Further, in the method of the present embodiment, as a step of obtaining a positive electrode mixture before chemical conversion, a kneaded product containing lead powder, tetrabasic lead sulfate having an average particle size of 5 μm or less, sulfuric acid, and water is filled in a grid-like substrate. Then, the kneaded product filled in the lattice-shaped substrate is aged at a temperature of 50 ° C. or higher and 65 ° C. or lower, and then dried to increase the content of lead tetrabasic sulfate in the positive electrode mixture before chemical conversion by 20% or more and 70. After performing the step of making it less than%, chemical conversion is performed. Thereby, the positive electrode plate of this embodiment can be obtained.
本実施形態の方法では、上記工程を行った後に化成を行うことにより、四塩基性硫酸鉛が柱状結晶を維持したまま二酸化鉛に変換されるため、頑強な活物質構造が得られる。これにより、正極活物質は充放電に伴う体積膨張の影響を受けにくくなる。
なお、添加する四塩基性硫酸鉛の平均粒径が5μmを超える場合、熟成過程において四塩基性硫酸鉛の粒子が必要以上に粗大化するため、電解液と活物質の反応比表面積が小さくなって活物質の利用率が低下する。また、熟成温度が50℃未満の場合、四塩基性硫酸鉛の生成が進まないため、四塩基性硫酸鉛の添加効果が得られない。

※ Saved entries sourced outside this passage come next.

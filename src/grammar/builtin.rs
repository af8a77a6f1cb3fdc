//! Grammars bundled through `ast-grep-language`.
//!
//! Only the tree-sitter grammars are taken from ast-grep; pattern matching
//! is implemented by this crate.

use crate::grammar::language::{Grammar, Language, WrappedFragment};
use ast_grep_language::{LanguageExt, SupportLang};

/// A grammar shipped with `ast-grep-language`.
pub struct BuiltinGrammar {
    lang: SupportLang,
    language: Language,
    ts_language: tree_sitter::Language,
    aliases: &'static [&'static str],
    extensions: &'static [&'static str],
}

impl BuiltinGrammar {
    pub fn new(lang: SupportLang) -> Self {
        let language = Language::new(&format!("{lang:?}"));
        let (aliases, extensions) = naming(language.as_str());
        Self {
            lang,
            ts_language: lang.get_ts_language(),
            language,
            aliases,
            extensions,
        }
    }

    /// Every grammar bundled by `ast-grep-language`.
    pub fn all() -> Vec<Self> {
        SupportLang::all_langs()
            .iter()
            .copied()
            .map(Self::new)
            .collect()
    }

    pub fn support_lang(&self) -> SupportLang {
        self.lang
    }
}

impl Grammar for BuiltinGrammar {
    fn language(&self) -> &Language {
        &self.language
    }

    fn ts_language(&self) -> &tree_sitter::Language {
        &self.ts_language
    }

    fn aliases(&self) -> &[&'static str] {
        self.aliases
    }

    fn extensions(&self) -> &[&'static str] {
        self.extensions
    }

    fn wrap_fragment(&self, fragment: &str) -> Option<WrappedFragment> {
        match self.language.as_str() {
            "rust" => Some(WrappedFragment::new(
                "fn __sg_wrapper__() { ",
                fragment,
                " }",
            )),
            "javascript" | "typescript" | "tsx" => Some(WrappedFragment::new(
                "function __sg_wrapper__() { ",
                fragment,
                " }",
            )),
            "go" => Some(WrappedFragment::new(
                "func __sg_wrapper__() {\n",
                fragment,
                "\n}",
            )),
            "c" | "cpp" => Some(WrappedFragment::new(
                "void __sg_wrapper__() { ",
                fragment,
                " }",
            )),
            "java" => Some(WrappedFragment::new(
                "class SgWrapper { void __sg_wrapper__() { ",
                fragment,
                " } }",
            )),
            "csharp" => Some(WrappedFragment::new(
                "class SgWrapper { void SgWrapperMethod() { ",
                fragment,
                " } }",
            )),
            "kotlin" => Some(WrappedFragment::new(
                "fun __sg_wrapper__() { ",
                fragment,
                " }",
            )),
            "swift" => Some(WrappedFragment::new(
                "func __sg_wrapper__() { ",
                fragment,
                " }",
            )),
            // Indentation-sensitive: only single-line fragments can be nested.
            "python" if !fragment.contains('\n') => Some(WrappedFragment::new(
                "def __sg_wrapper__():\n    ",
                fragment,
                "\n",
            )),
            _ => None,
        }
    }

    fn prefers_wrapped(&self) -> bool {
        matches!(self.language.as_str(), "go" | "c" | "cpp")
    }
}

fn naming(name: &str) -> (&'static [&'static str], &'static [&'static str]) {
    match name {
        "bash" => (&["sh", "shell"], &["sh", "bash", "zsh"]),
        "c" => (&[], &["c", "h"]),
        "cpp" => (&["c++", "cc", "cxx"], &["cpp", "cc", "cxx", "hpp", "hh", "hxx"]),
        "csharp" => (&["cs", "c#"], &["cs"]),
        "css" => (&[], &["css", "scss"]),
        "elixir" => (&["ex"], &["ex", "exs"]),
        "go" => (&["golang"], &["go"]),
        "haskell" => (&["hs"], &["hs"]),
        "hcl" => (&["terraform"], &["hcl", "tf"]),
        "html" => (&["htm"], &["html", "htm"]),
        "java" => (&[], &["java"]),
        "javascript" => (&["js", "jsx"], &["js", "jsx", "mjs", "cjs"]),
        "json" => (&[], &["json"]),
        "kotlin" => (&["kt"], &["kt", "kts"]),
        "lua" => (&[], &["lua"]),
        "nix" => (&[], &["nix"]),
        "php" => (&[], &["php"]),
        "python" => (&["py"], &["py", "pyi"]),
        "ruby" => (&["rb"], &["rb"]),
        "rust" => (&["rs"], &["rs"]),
        "scala" => (&[], &["scala", "sc"]),
        "solidity" => (&["sol"], &["sol"]),
        "swift" => (&[], &["swift"]),
        "tsx" => (&[], &["tsx"]),
        "typescript" => (&["ts"], &["ts", "mts", "cts"]),
        "yaml" => (&["yml"], &["yaml", "yml"]),
        _ => (&[], &[]),
    }
}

さらに、正極合剤の比表面積が大きいほど活物質と電解液間の接触面積が多くなるため活物質の利用率は高くなる傾向を示す。しかし、比表面積が大きすぎると耐久性が低いものとなる。活物質の利用率が高いことと耐久性が高いことの両立のためには、正極合剤の比表面積を5.5〜6.0m2/gの範囲にすることが好ましい。
In the method of the present embodiment, by performing the chemical conversion after performing the above steps, the tetrabasic lead sulfate is converted to lead dioxide while maintaining the columnar crystals, so that a robust active material structure can be obtained. As a result, the positive electrode active material is less susceptible to volume expansion due to charging and discharging.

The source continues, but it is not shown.